Many years ago, when you were still a child, you wanted to know if we had a Christmas tree “at my house.”
What you called “my house” was then a small cell. It is still the only “house” that I have.
On that occasion, when you asked me about the Christmas tree, I told you the truth: we did not have one, but I painted one that I hung on the wall and that kept me company from Christmas Eve and New Year’s Eve, until January 6th, which is the best fiesta that we celebrated in San Sebastián, the feast of the Three Kings. It will still keep me company this time, in this symbolic dawn, the same Christmas tree that I draw with lights and sparkles, with gratitude and love for my people, who have been so valiant and full of solidarity throughout the whole year.

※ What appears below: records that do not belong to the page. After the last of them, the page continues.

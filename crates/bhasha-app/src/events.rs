use std::sync::Arc;

use bhasha_config::session::SessionConfig;
use bhasha_core::language::{find_language, supported_languages};
use bhasha_core::session::Session;
use bhasha_core::types::AppEvent;
use bhasha_translate::{TranslateTransport, TranslationEngine};
use kanal::{AsyncReceiver, AsyncSender};

use crate::state::AppState;

pub mod translate;

use translate::start_translation;

/// Session's main loop and the single writer of session state. Every
/// mutation publishes a fresh snapshot to the collaborator.
///
/// Translation attempts run on their own task and come back through
/// `loopback_tx` as `TranslationFinished`, so their completion is
/// serialized with every other mutation. A `Shutdown` received while an
/// attempt is in flight is deferred until the attempt lands.
pub async fn event_loop<T>(
    state: Arc<AppState>,
    ui_to_app_rx: AsyncReceiver<AppEvent>,
    loopback_tx: AsyncSender<AppEvent>,
    app_to_ui_tx: AsyncSender<AppEvent>,
    engine: Arc<TranslationEngine<T>>,
) -> anyhow::Result<()>
where
    T: TranslateTransport + 'static,
{
    let mut session = {
        let config = state.config.read().await;
        session_from_config(&config.session)
    };

    tracing::info!("session loop started, waiting for events");
    app_to_ui_tx
        .send(AppEvent::StateChanged(session.snapshot()))
        .await?;

    let mut shutdown_requested = false;
    loop {
        let event = ui_to_app_rx.recv().await?;
        match event {
            AppEvent::SetInputText(text) => session.set_input_text(text),
            AppEvent::SetSourceLanguage(language) => session.set_source_language(language),
            AppEvent::SetTargetLanguage(language) => session.set_target_language(language),
            AppEvent::SetErrorMessage(message) => session.set_error_message(message),
            AppEvent::SwapLanguages => {
                if session.swap_languages() {
                    start_translation(&mut session, &engine, &loopback_tx);
                }
            }
            AppEvent::Translate => start_translation(&mut session, &engine, &loopback_tx),
            AppEvent::TranslationFinished(result) => session.finish_translate(result),
            AppEvent::Shutdown => shutdown_requested = true,
            AppEvent::StateChanged(_) => {
                // collaborator-bound, nothing to do here
            }
        }

        let snapshot = session.snapshot();
        let is_loading = snapshot.is_loading;
        app_to_ui_tx.send(AppEvent::StateChanged(snapshot)).await?;

        if shutdown_requested && !is_loading {
            break;
        }
    }

    tracing::info!("session loop stopped");
    Ok(())
}

fn session_from_config(config: &SessionConfig) -> Session {
    let languages = supported_languages();
    let source = find_language(&config.source_lang)
        .unwrap_or(&languages[0])
        .clone();
    let target = find_language(&config.target_lang)
        .unwrap_or(&languages[1])
        .clone();
    Session::new(source, target)
}
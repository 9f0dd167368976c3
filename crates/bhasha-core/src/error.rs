use thiserror::Error;

/// Failure kinds of a translation attempt, stripped of payload.
///
/// Carried into the session next to the display message so a collaborator
/// can branch on the kind without re-parsing error text.
#[derive(Debug, Clone, Copy, PartialEq, Eq)]
pub enum ErrorKind {
    EmptyInput,
    Network,
    EmptyResponse,
    MalformedResponse,
    NoTranslationFound,
    EmptyTranslation,
}

/// Errors of a single translation attempt. Every variant is recoverable;
/// none outlives the attempt that produced it.
#[derive(Debug, Clone, Error)]
pub enum TranslateError {
    #[error("input text is empty")]
    EmptyInput,

    #[error("network error: {0}")]
    Network(String),

    #[error("empty response from translation endpoint")]
    EmptyResponse,

    #[error("malformed response: {0}")]
    MalformedResponse(String),

    #[error("no translation found in response: {0}")]
    NoTranslationFound(String),

    #[error("translation returned empty result")]
    EmptyTranslation,
}

impl TranslateError {
    pub fn kind(&self) -> ErrorKind {
        match self {
            TranslateError::EmptyInput => ErrorKind::EmptyInput,
            TranslateError::Network(_) => ErrorKind::Network,
            TranslateError::EmptyResponse => ErrorKind::EmptyResponse,
            TranslateError::MalformedResponse(_) => ErrorKind::MalformedResponse,
            TranslateError::NoTranslationFound(_) => ErrorKind::NoTranslationFound,
            TranslateError::EmptyTranslation => ErrorKind::EmptyTranslation,
        }
    }
}
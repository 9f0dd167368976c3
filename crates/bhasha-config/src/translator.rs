use bhasha_core::chunk::DEFAULT_MAX_CHUNK_SIZE;
use serde::{Deserialize, Serialize};

fn default_endpoint() -> String {
    "https://translate.googleapis.com".to_string()
}

fn default_max_chunk_size() -> usize {
    DEFAULT_MAX_CHUNK_SIZE
}

fn default_timeout_secs() -> u64 {
    30
}

#[derive(Serialize, Deserialize, Clone)]
#[serde(default)]
pub struct TranslatorConfig {
    /// Base URL of the translation endpoint.
    #[serde(default = "default_endpoint")]
    pub endpoint: String,
    /// Upper bound in characters for a single request; longer texts are
    /// chunked at sentence boundaries.
    #[serde(default = "default_max_chunk_size")]
    pub max_chunk_size: usize,
    /// Transport-level timeout applied when the HTTP client is built.
    #[serde(default = "default_timeout_secs")]
    pub timeout_secs: u64,
}

impl Default for TranslatorConfig {
    fn default() -> Self {
        Self {
            endpoint: default_endpoint(),
            max_chunk_size: default_max_chunk_size(),
            timeout_secs: default_timeout_secs(),
        }
    }
}
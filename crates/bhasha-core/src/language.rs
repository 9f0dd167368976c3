use std::sync::OnceLock;

/// A selectable language. Equality is by code, case-insensitive; the
/// display name never participates in comparisons.
#[derive(Debug, Clone)]
pub struct Language {
    pub code: String,
    pub name: String,
}

impl Language {
    pub fn new(code: impl Into<String>, name: impl Into<String>) -> Self {
        Self {
            code: code.into(),
            name: name.into(),
        }
    }
}

impl PartialEq for Language {
    fn eq(&self, other: &Self) -> bool {
        self.code.eq_ignore_ascii_case(&other.code)
    }
}

impl Eq for Language {}

static SUPPORTED: OnceLock<Vec<Language>> = OnceLock::new();

/// The fixed set of languages the session offers.
pub fn supported_languages() -> &'static [Language] {
    SUPPORTED.get_or_init(|| {
        vec![
            Language::new("en", "English"),
            Language::new("es", "Spanish"),
            Language::new("hi", "Hindi"),
            Language::new("pa", "Punjabi"),
        ]
    })
}

/// Case-insensitive lookup in the supported set.
pub fn find_language(code: &str) -> Option<&'static Language> {
    supported_languages()
        .iter()
        .find(|language| language.code.eq_ignore_ascii_case(code))
}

For me there have been months of great surprises and emotions. I can tell you that I have grown in humility.
I feel an immense respect for my people, for all they have done to obtain my release. They have a heart full of compassion and love for justice.
I have understood, further, that we have the principal resource to transform our small archipelago some day: the tenacity, the strength to eradicate racism, and the intelligence to contribute to the creation of a just world.

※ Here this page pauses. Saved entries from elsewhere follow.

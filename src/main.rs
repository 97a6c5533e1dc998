//! RoboSense LiDAR driver node.
//!
//! # Architecture Overview
//!
//! ```text
//!   ┌──────────────┐   params   ┌──────────────┐  Configuration  ┌────────────────────┐
//!   │ host runtime │──────────▶│   config     │───────────────▶│ lifecycle          │
//!   │ (standalone /│            │ load+override│                 │ controller         │
//!   │  param-file) │            └──────────────┘                 │  initialize/start  │
//!   └──────▲───────┘                                             │  wait for shutdown │
//!          │ shutdown()                                          └─────────┬──────────┘
//!          │                                                               │ manager
//!          │            ┌──────────────────┐   trigger   ┌───────────────┐ │
//!          └────────────│ main: stop + exit│◀────────────│ SIGINT/SIGTERM│ ▼
//!                       └──────────────────┘  (wakes)    └───────────────┘ sensor
//! ```

use std::process::ExitCode;

use clap::Parser;

use rslidar_node::args::Args;
use rslidar_node::lifecycle::startup::{banner, load_configuration};
use rslidar_node::lifecycle::{LifecycleController, ShutdownSignal};
use rslidar_node::observability::logging;
use rslidar_node::runtime;
use rslidar_node::sensor::{SensorManager, UdpSensorManager};

/// Exit status for a configuration that cannot be loaded (-1 as a byte).
const EXIT_CONFIG_ERROR: u8 = 255;

#[tokio::main]
async fn main() -> ExitCode {
    let args = Args::parse();
    logging::init();

    for line in banner() {
        println!("{}", line);
    }

    let mut host = match runtime::build(&args) {
        Ok(host) => host,
        Err(e) => {
            tracing::error!(error = %e, "Failed to set up host runtime");
            return ExitCode::FAILURE;
        }
    };

    let params = match host.init().and_then(|()| host.parameters()) {
        Ok(params) => params,
        Err(e) => {
            tracing::error!(runtime = host.name(), error = %e, "Failed to read runtime parameters");
            return ExitCode::FAILURE;
        }
    };
    tracing::debug!(runtime = host.name(), ?params, "Runtime parameters");

    let resolved = match load_configuration(&params) {
        Ok(resolved) => resolved,
        Err(e) => {
            tracing::error!(path = %e.path().display(), error = %e, "Failed to load configuration");
            host.shutdown();
            return ExitCode::from(EXIT_CONFIG_ERROR);
        }
    };

    if args.check_config {
        return match resolved.config.to_yaml_string() {
            Ok(yaml) => {
                print!("{}", yaml);
                host.shutdown();
                ExitCode::SUCCESS
            }
            Err(e) => {
                tracing::error!(error = %e, "Failed to render configuration");
                host.shutdown();
                ExitCode::FAILURE
            }
        };
    }

    let mut controller = LifecycleController::new(ShutdownSignal::new());
    let status = match controller.run(&resolved.config, UdpSensorManager::new).await {
        Ok(mut manager) => {
            manager.stop();
            manager.closed().await;
            match controller.finish() {
                Ok(()) => ExitCode::SUCCESS,
                Err(e) => {
                    tracing::error!(error = %e, "Teardown out of order");
                    ExitCode::FAILURE
                }
            }
        }
        Err(e) => {
            tracing::error!(stage = e.stage(), error = %e, "Startup failed");
            ExitCode::FAILURE
        }
    };

    host.shutdown();
    tracing::info!("RoboSense-LiDAR-Driver stopped");
    status
}
//! Sensor-management subsystem.
//!
//! # Responsibilities
//! - Define the contract the lifecycle controller drives
//! - Own all device I/O once started
//!
//! # Design Decisions
//! - Two-call startup: `initialize` validates and prepares, `start` opens I/O
//! - `stop` is idempotent and never fails; it runs on the main task after
//!   shutdown has been observed
//! - Semantic validation of the configuration happens here, not in the
//!   resolver

pub mod udp;

use std::net::SocketAddr;

use thiserror::Error;

use crate::config::validation::ValidationError;
use crate::config::Configuration;

pub use udp::UdpSensorManager;

/// Errors surfaced by a sensor manager.
#[derive(Debug, Error)]
pub enum SensorError {
    #[error("configuration does not match the driver schema: {0}")]
    Schema(#[from] serde_yaml::Error),

    #[error("invalid driver configuration: {}", join(.0))]
    InvalidConfig(Vec<ValidationError>),

    #[error("unsupported configuration: {0}")]
    Unsupported(String),

    #[error("failed to bind {addr}: {source}")]
    Bind {
        addr: SocketAddr,
        #[source]
        source: std::io::Error,
    },

    #[error("sensor manager has not been initialized")]
    NotInitialized,

    #[error("sensor manager is already started")]
    AlreadyStarted,

    #[error("sensor manager has been stopped and cannot be restarted")]
    Stopped,
}

fn join(errors: &[ValidationError]) -> String {
    errors
        .iter()
        .map(ToString::to_string)
        .collect::<Vec<_>>()
        .join(", ")
}

/// Contract between the lifecycle controller and the sensor subsystem.
pub trait SensorManager: Send {
    /// Prepare the subsystem from the resolved configuration.
    fn initialize(&mut self, config: &Configuration) -> Result<(), SensorError>;

    /// Begin device I/O. Only valid after a successful `initialize` and
    /// before `stop`.
    fn start(&mut self) -> Result<(), SensorError>;

    /// Stop all device I/O. Calling it more than once is harmless; once
    /// called, the manager cannot be started again.
    fn stop(&mut self);
}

I have always believed that we should celebrate every moment that is significant not just for ourselves, but for others. Where I am, there is nothing like a Christmas party. In the 80s, I was in a prison where they tried to create a different atmosphere, with musical groups who visited the prison and sweets appropriate to the season. But later, when I was transferred to other prisons, the special activities disappeared. Here, in Terre Haute, they give us a special dinner for Christmas and another for the New Year. The type of food that they gave us, though, does not mesh with my vegetarian diet.

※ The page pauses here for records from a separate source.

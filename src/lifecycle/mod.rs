//! Lifecycle management subsystem.
//!
//! # Data Flow
//! ```text
//! Startup (startup.rs):
//!     Runtime params → Pick config path → Resolve config
//!
//! Run (controller.rs):
//!     Register signals → Build manager → initialize → start → wait
//!
//! Signals (signals.rs):
//!     SIGINT/SIGTERM → ShutdownSignal::trigger (once)
//!
//! Shutdown (shutdown.rs):
//!     Single-fire flag shared by the signal listener and the main task
//! ```
//!
//! # Design Decisions
//! - Ordered startup: config first, then signals, then the sensor manager
//! - The signal listener never touches the sensor manager
//! - Teardown runs on the main task after the wait returns

pub mod controller;
pub mod shutdown;
pub mod signals;
pub mod startup;

pub use controller::{LifecycleController, LifecycleState, SignalMode, StartupError};
pub use shutdown::ShutdownSignal;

During this epoch, I try to share memories with other Puerto Ricans and Hispanics in general. When they let us, we get together; we converse and tell jokes, we remember the Christmases that we had in our childhood. I always remember that in San Sebastián, the fifth was doubly happy: I prepared for the arrival of the Wise Men (we collected grass for the camels) and I prepared for my birthday party, which coincides with Three Kings Day. In a few days I will turn 71. Time passes rapidly, although in the prison it seems slow. You have already reached the age I had when I left for Vietnam. I was also very young, younger than your mother is now, when they put me in the first gulag, that ill-fated month of May in 1981.
This January 6th, being my birthday, I will make a little dinner and ask for permission to bake some cakes. There are four Puerto Ricans, two Colombians, and a Cuban, along with another five (North Americans) who will come to the celebration. Here in prison, when there were more Puerto Ricans in my unit, the day was more fun. But now it is different; the Puerto Ricans are in other units and we don’t see each other unless we happen to meet in the activities of the church. It is an important date for me; it’s funny, but I remember back to my first birthdays, the ones that my mother and brothers celebrated with me by giving me humble presents, but which now, looking back at a distance, are the most precious that i can imagine: a t-shirt, a little wooden car, a ball….
With everything, it will be my most hopeful birthday, the most luminous that I remember, knowing that the people of my nation are faithfully awaiting me. .
In this Christmas season, Karina, and for the new year, I send you a kiss full of our homeland, intensity, and pain.